## WORK REQUEST
How many lines in the material below include the word "Variable"? Give only the number.

## SUPPLIED RECORDS
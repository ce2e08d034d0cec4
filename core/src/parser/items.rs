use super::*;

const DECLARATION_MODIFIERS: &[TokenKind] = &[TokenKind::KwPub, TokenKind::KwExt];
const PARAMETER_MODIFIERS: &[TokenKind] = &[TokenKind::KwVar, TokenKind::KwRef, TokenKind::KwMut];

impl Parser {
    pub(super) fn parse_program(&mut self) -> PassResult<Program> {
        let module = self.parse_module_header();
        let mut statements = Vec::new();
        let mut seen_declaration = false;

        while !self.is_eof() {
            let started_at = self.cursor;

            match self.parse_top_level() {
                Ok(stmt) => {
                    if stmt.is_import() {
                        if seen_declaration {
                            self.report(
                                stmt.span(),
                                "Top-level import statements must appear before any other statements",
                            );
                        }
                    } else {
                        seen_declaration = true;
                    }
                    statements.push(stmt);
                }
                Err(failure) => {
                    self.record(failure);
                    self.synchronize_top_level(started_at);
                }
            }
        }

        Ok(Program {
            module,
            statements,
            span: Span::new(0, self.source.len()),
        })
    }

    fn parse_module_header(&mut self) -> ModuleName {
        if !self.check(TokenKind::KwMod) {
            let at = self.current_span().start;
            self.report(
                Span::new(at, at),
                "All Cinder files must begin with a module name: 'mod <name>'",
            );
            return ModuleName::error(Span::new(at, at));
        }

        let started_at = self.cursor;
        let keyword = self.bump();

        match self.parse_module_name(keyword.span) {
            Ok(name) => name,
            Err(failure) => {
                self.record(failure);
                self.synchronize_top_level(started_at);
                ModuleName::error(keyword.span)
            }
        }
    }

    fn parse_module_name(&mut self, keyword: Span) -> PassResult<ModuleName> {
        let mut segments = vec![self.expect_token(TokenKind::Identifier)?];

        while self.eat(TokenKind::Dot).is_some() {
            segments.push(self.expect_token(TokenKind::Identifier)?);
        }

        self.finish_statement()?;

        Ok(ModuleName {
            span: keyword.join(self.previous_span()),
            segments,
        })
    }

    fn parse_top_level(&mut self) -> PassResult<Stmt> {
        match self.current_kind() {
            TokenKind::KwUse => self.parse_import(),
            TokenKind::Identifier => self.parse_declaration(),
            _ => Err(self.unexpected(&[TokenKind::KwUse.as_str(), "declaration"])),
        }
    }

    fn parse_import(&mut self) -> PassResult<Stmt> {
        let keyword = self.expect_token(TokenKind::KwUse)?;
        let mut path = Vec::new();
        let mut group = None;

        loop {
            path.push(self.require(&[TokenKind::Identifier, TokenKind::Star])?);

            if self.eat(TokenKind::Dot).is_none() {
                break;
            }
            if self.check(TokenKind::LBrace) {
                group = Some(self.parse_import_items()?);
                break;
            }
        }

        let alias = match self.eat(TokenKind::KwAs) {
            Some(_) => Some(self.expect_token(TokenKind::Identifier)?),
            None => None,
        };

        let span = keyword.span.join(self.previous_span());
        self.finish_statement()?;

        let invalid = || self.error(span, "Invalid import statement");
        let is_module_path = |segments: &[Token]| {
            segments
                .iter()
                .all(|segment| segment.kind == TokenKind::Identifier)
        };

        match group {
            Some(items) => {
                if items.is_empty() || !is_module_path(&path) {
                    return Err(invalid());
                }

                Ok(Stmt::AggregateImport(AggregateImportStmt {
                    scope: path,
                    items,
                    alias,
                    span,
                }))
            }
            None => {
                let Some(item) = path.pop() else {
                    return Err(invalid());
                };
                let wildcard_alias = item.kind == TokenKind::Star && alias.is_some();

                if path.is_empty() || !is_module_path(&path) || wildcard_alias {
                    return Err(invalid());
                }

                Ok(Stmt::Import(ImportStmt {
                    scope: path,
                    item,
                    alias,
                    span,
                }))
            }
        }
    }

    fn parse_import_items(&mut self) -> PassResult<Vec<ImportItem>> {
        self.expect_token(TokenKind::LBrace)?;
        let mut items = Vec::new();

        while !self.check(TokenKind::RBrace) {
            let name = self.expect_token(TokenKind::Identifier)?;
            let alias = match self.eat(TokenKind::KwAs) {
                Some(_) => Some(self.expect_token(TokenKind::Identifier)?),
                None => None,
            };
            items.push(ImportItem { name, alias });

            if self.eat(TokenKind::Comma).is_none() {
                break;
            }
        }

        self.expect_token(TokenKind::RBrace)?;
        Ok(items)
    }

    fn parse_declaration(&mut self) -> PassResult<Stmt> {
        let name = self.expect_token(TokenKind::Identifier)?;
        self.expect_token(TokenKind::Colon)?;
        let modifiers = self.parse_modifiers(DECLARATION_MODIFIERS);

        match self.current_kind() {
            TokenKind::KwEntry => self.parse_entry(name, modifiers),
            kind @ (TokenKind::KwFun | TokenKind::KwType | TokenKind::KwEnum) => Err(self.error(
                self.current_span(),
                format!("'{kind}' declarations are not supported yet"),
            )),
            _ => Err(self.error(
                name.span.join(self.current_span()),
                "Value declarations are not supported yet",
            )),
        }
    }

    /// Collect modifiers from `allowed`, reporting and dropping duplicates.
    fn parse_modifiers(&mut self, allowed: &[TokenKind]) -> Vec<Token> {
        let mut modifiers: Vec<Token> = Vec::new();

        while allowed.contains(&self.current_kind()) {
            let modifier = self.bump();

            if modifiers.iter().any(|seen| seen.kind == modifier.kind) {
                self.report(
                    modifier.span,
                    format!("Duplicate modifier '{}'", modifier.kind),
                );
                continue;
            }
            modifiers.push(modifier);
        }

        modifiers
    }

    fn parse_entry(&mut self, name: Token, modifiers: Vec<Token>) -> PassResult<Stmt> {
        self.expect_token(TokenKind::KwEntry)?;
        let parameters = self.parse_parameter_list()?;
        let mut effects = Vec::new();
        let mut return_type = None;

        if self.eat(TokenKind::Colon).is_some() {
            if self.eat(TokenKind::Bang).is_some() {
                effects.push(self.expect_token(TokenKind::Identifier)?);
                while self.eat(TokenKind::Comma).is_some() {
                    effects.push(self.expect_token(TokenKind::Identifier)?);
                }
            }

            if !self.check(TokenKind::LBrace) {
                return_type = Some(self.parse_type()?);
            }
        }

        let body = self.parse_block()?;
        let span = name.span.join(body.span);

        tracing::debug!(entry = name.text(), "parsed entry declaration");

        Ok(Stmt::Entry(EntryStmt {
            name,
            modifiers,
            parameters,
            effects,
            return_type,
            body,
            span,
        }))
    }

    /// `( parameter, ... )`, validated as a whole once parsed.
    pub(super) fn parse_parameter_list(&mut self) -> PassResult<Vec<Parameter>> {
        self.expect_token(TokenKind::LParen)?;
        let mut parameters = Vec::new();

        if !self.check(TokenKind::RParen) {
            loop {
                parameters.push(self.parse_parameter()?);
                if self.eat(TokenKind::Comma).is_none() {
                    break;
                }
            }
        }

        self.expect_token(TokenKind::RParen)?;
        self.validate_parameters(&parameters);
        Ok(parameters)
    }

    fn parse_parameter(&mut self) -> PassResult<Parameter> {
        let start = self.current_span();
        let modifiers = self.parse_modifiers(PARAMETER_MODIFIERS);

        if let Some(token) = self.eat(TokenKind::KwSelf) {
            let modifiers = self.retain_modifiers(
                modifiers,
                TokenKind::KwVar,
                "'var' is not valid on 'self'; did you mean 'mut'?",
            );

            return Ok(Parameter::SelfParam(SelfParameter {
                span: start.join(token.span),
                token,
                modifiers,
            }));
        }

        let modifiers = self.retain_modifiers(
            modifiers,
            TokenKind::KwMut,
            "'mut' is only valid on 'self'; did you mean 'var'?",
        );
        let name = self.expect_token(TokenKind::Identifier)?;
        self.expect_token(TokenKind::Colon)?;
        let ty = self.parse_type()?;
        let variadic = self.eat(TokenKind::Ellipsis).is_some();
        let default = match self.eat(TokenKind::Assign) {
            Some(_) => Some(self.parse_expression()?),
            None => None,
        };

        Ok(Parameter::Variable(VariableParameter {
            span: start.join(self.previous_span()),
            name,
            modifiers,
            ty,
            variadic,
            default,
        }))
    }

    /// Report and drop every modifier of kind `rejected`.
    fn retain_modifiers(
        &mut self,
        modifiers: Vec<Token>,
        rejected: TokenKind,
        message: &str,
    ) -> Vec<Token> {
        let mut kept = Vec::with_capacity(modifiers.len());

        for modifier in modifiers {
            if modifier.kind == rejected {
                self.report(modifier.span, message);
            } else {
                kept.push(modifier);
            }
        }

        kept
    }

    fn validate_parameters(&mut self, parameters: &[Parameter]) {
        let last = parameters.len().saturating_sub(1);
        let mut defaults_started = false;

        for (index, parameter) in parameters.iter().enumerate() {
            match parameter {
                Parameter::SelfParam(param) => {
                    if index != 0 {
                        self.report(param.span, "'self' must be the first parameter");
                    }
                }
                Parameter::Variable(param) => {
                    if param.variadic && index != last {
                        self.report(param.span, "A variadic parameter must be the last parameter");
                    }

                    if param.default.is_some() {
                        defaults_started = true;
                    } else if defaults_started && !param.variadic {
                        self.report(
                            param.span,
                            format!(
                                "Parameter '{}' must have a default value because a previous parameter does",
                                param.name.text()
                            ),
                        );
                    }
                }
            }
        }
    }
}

## EXPECTED OUTPUT
2